Rui'ang Gene (ticker 688217), a Shanghai‑listed molecular diagnostics company, disclosed that its ultimate controllers — siblings Xiong Hui and Xiong Jun — have been formally indicted on suspicion of fraud. The case, which has been moving through Chinese criminal procedures since mid‑2024, marks a sharp escalation from earlier investigations that were originally described as probes into illegal business activity.
The company said the siblings no longer hold board or senior management roles and insisted that day‑to‑day operations are being run by the executive team under an intact governance framework. Rui'ang also reported that ongoing business activities continue, but simultaneously warned investors that the group expects a material deterioration in performance for its 2025 fiscal year: revenue is forecast at RMB 170–176 million and attributable net loss at roughly RMB 40–60 million, with adjusted losses deeper once non‑recurring items are stripped out.
Rui'ang traces its scientific credentials to work led by Xiong Hui — a Fudan‑trained microbiologist credited with developing China’s first clinically approved next‑generation sequencing reagent for detecting HBV drug‑resistance mutations. The pedigree underscores why the prosecution of founders can have outsized reputational effects in biotech, where trust in data, regulatory compliance and supply‑chain continuity are central to commercialisation.
Management attributed the company’s revenue slide, roughly 27–30% year‑on‑year, to intensifying industry competition, slower downstream customer payments that forced credit impairment provisioning, suspension of a molecular‑diagnostics R&D and industrialisation project that triggered impairment charges, and a goodwill write‑down at a struggling subsidiary. Rui'ang also said it will reverse previously recognised deferred tax assets in light of the weaker outlook, a move that further depresses reported earnings.
The criminal case timeline is precise: in July 2024 public security authorities placed Xiong Hui (then chair and general manager), Xiong Jun (then director and deputy general manager) and a vice‑president under residential surveillance on suspicion of illegal business practices, while another executive was criminally detained. By October 2024, the restrictive measures were upgraded to criminal detention and the alleged offence was reclassified as fraud; in December the siblings were formally arrested and the case entered prosecutorial review. On January 23, prosecutors filed public indictments.
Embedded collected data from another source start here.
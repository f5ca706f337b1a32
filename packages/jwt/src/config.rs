//! Engine configuration loaded from the environment
//!
//! | Variable            | Default         |
//! |---------------------|-----------------|
//! | `JWT_KEY`           | required        |
//! | `JWT_TTL`           | `60`            |
//! | `JWT_HEADER_PREFIX` | `Bearer`        |
//! | `JWT_HEADER_NAME`   | `Authorization` |
//! | `JWT_MAX_TOKEN_LEN` | `8192`          |

use crate::engine::{DEFAULT_MAX_TOKEN_LEN, DEFAULT_TTL, TokenEngine};
use crate::error::JwtResult;
use crate::extractor::{DEFAULT_CARRIER, DEFAULT_PREFIX, TokenExtractor};
use std::env;
use std::fmt;
use thiserror::Error;
use zeroize::Zeroizing;

/// Secret variable name
pub const ENV_KEY: &str = "JWT_KEY";
/// TTL variable name
pub const ENV_TTL: &str = "JWT_TTL";
/// Carrier prefix variable name
pub const ENV_HEADER_PREFIX: &str = "JWT_HEADER_PREFIX";
/// Carrier name variable name
pub const ENV_HEADER_NAME: &str = "JWT_HEADER_NAME";
/// Token length bound variable name
pub const ENV_MAX_TOKEN_LEN: &str = "JWT_MAX_TOKEN_LEN";

/// Configuration errors.
#[derive(Error, Debug, Clone, PartialEq, Eq)]
pub enum ConfigError {
    /// Missing required field
    #[error("Missing required configuration: {0}")]
    MissingRequired(String),

    /// Invalid TTL value
    #[error("Invalid TTL: must be greater than 0")]
    InvalidTtl,

    /// Environment variable parse error
    #[error("Failed to parse environment variable {name}: {reason}")]
    ParseError {
        /// Variable name
        name: String,
        /// Parser message
        reason: String,
    },
}

/// Settings consumed by [`TokenEngine`] and [`TokenExtractor`]
#[derive(Clone, PartialEq, Eq)]
pub struct JwtConfig {
    /// Shared signing secret
    pub secret: Zeroizing<String>,
    /// Default token lifetime in seconds
    pub default_ttl: i64,
    /// Carrier prefix, empty for a bare token
    pub carrier_prefix: String,
    /// Carrier name
    pub carrier_name: String,
    /// Upper bound on presented token length
    pub max_token_len: usize,
}

impl JwtConfig {
    /// Config with `secret` and defaults for everything else
    #[must_use]
    pub fn new(secret: impl Into<String>) -> Self {
        Self {
            secret: Zeroizing::new(secret.into()),
            default_ttl: DEFAULT_TTL,
            carrier_prefix: DEFAULT_PREFIX.to_string(),
            carrier_name: DEFAULT_CARRIER.to_string(),
            max_token_len: DEFAULT_MAX_TOKEN_LEN,
        }
    }

    /// Loads configuration from environment variables (and `.env`) with validation.
    ///
    /// # Errors
    /// Returns `ConfigError` when `JWT_KEY` is missing or a value does not parse
    pub fn from_env() -> Result<Self, ConfigError> {
        dotenvy::dotenv().ok();
        Self::from_lookup(|name| env::var(name).ok())
    }

    /// Loads configuration through `lookup` instead of the process environment
    ///
    /// # Errors
    /// See [`JwtConfig::from_env`]
    pub fn from_lookup<F>(lookup: F) -> Result<Self, ConfigError>
    where
        F: Fn(&str) -> Option<String>,
    {
        let secret = lookup(ENV_KEY)
            .filter(|secret| !secret.is_empty())
            .ok_or_else(|| ConfigError::MissingRequired(ENV_KEY.to_string()))?;

        let config = Self {
            secret: Zeroizing::new(secret),
            default_ttl: parse_var(&lookup, ENV_TTL, DEFAULT_TTL)?,
            carrier_prefix: lookup(ENV_HEADER_PREFIX).unwrap_or_else(|| DEFAULT_PREFIX.to_string()),
            carrier_name: lookup(ENV_HEADER_NAME).unwrap_or_else(|| DEFAULT_CARRIER.to_string()),
            max_token_len: parse_var(&lookup, ENV_MAX_TOKEN_LEN, DEFAULT_MAX_TOKEN_LEN)?,
        };

        config.validate()?;
        Ok(config)
    }

    /// Validates the configuration.
    fn validate(&self) -> Result<(), ConfigError> {
        if self.default_ttl <= 0 {
            return Err(ConfigError::InvalidTtl);
        }
        if self.carrier_name.is_empty() {
            return Err(ConfigError::MissingRequired(ENV_HEADER_NAME.to_string()));
        }
        Ok(())
    }

    /// Engine for this configuration with the default registry and policy
    ///
    /// # Errors
    /// Returns `MissingSecret` if the secret is empty
    pub fn engine(&self) -> JwtResult<TokenEngine> {
        TokenEngine::builder()
            .with_secret(self.secret.as_bytes())
            .with_default_ttl(self.default_ttl)
            .with_max_token_len(self.max_token_len)
            .build()
    }

    /// Extractor for this configuration
    #[must_use]
    pub fn extractor(&self) -> TokenExtractor {
        TokenExtractor::new(self.carrier_prefix.clone(), self.carrier_name.clone())
    }
}

impl fmt::Debug for JwtConfig {
    fn fmt(&self, f: &mut fmt::Formatter<'_>) -> fmt::Result {
        f.debug_struct("JwtConfig")
            .field("secret", &"<redacted>")
            .field("default_ttl", &self.default_ttl)
            .field("carrier_prefix", &self.carrier_prefix)
            .field("carrier_name", &self.carrier_name)
            .field("max_token_len", &self.max_token_len)
            .finish()
    }
}

/// Parse a variable with a default value.
fn parse_var<T, F>(lookup: &F, name: &str, default: T) -> Result<T, ConfigError>
where
    T: std::str::FromStr,
    T::Err: fmt::Display,
    F: Fn(&str) -> Option<String>,
{
    match lookup(name) {
        Some(val) => val.trim().parse().map_err(|e: T::Err| ConfigError::ParseError {
            name: name.to_string(),
            reason: e.to_string(),
        }),
        None => Ok(default),
    }
}
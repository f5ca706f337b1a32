//! HMAC-signed compact tokens (JWT, JWS compact serialization)
//!
//! This crate provides:
//! - issuance of `HS256` tokens with `iat`, `exp`, `jti` and caller claims
//! - a verification pipeline: structure, decoding, activity window, claim
//!   policy, caller hook, constant-time signature check
//! - a closed algorithm registry, so `"none"` and unregistered aliases never verify
//! - bearer-prefix extraction and environment configuration
//!
//! ```
//! use bearer_jwt::{TokenEngine, TokenExtractor};
//! use serde_json::{Map, json};
//!
//! let engine = TokenEngine::new("change-me")?;
//! let mut claims = Map::new();
//! claims.insert("sub".into(), json!("user-42"));
//! let token = engine.issue(Some(300), "HS256", claims)?;
//!
//! let carrier = format!("Bearer {token}");
//! let raw = TokenExtractor::default().extract(Some(carrier.as_str()))?;
//! let verified = engine.verify(raw)?;
//! assert_eq!(verified.payload().subject(), Some("user-42"));
//! # Ok::<(), bearer_jwt::JwtError>(())
//! ```

pub mod algorithm;
pub mod auth;
pub mod codec;
pub mod config;
pub mod engine;
mod error;
pub mod extractor;
pub mod header;
pub mod payload;
pub mod policy;
pub mod signer;
pub mod token;

pub use algorithm::{Algorithm, AlgorithmRegistry};
pub use auth::{Authenticator, Denial};
pub use config::{ConfigError, JwtConfig};
pub use engine::{HookRejection, TokenEngine, TokenEngineBuilder, ValidationHook};
pub use error::*;
pub use extractor::TokenExtractor;
pub use header::Header;
pub use payload::Payload;
pub use policy::{AcceptAll, ClaimPolicy, RequireAudience, RequireIssuer};
pub use signer::Signer;
pub use token::{Token, TokenParts, VerifiedToken};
For investors, customers and partners, the combination of legal jeopardy and worsening financials raises three immediate concerns: potential asset freezes and further leadership vacuum if convictions follow; operational disruption if key approvals or supplier contracts are questioned; and a broader hit to investor confidence in a sector already grappling with overcapacity and pricing pressure. The company’s reassurances about governance are standard in such situations, but legal uncertainty coupled with a clear earnings decline will complicate refinancing, fundraising and strategic partnerships.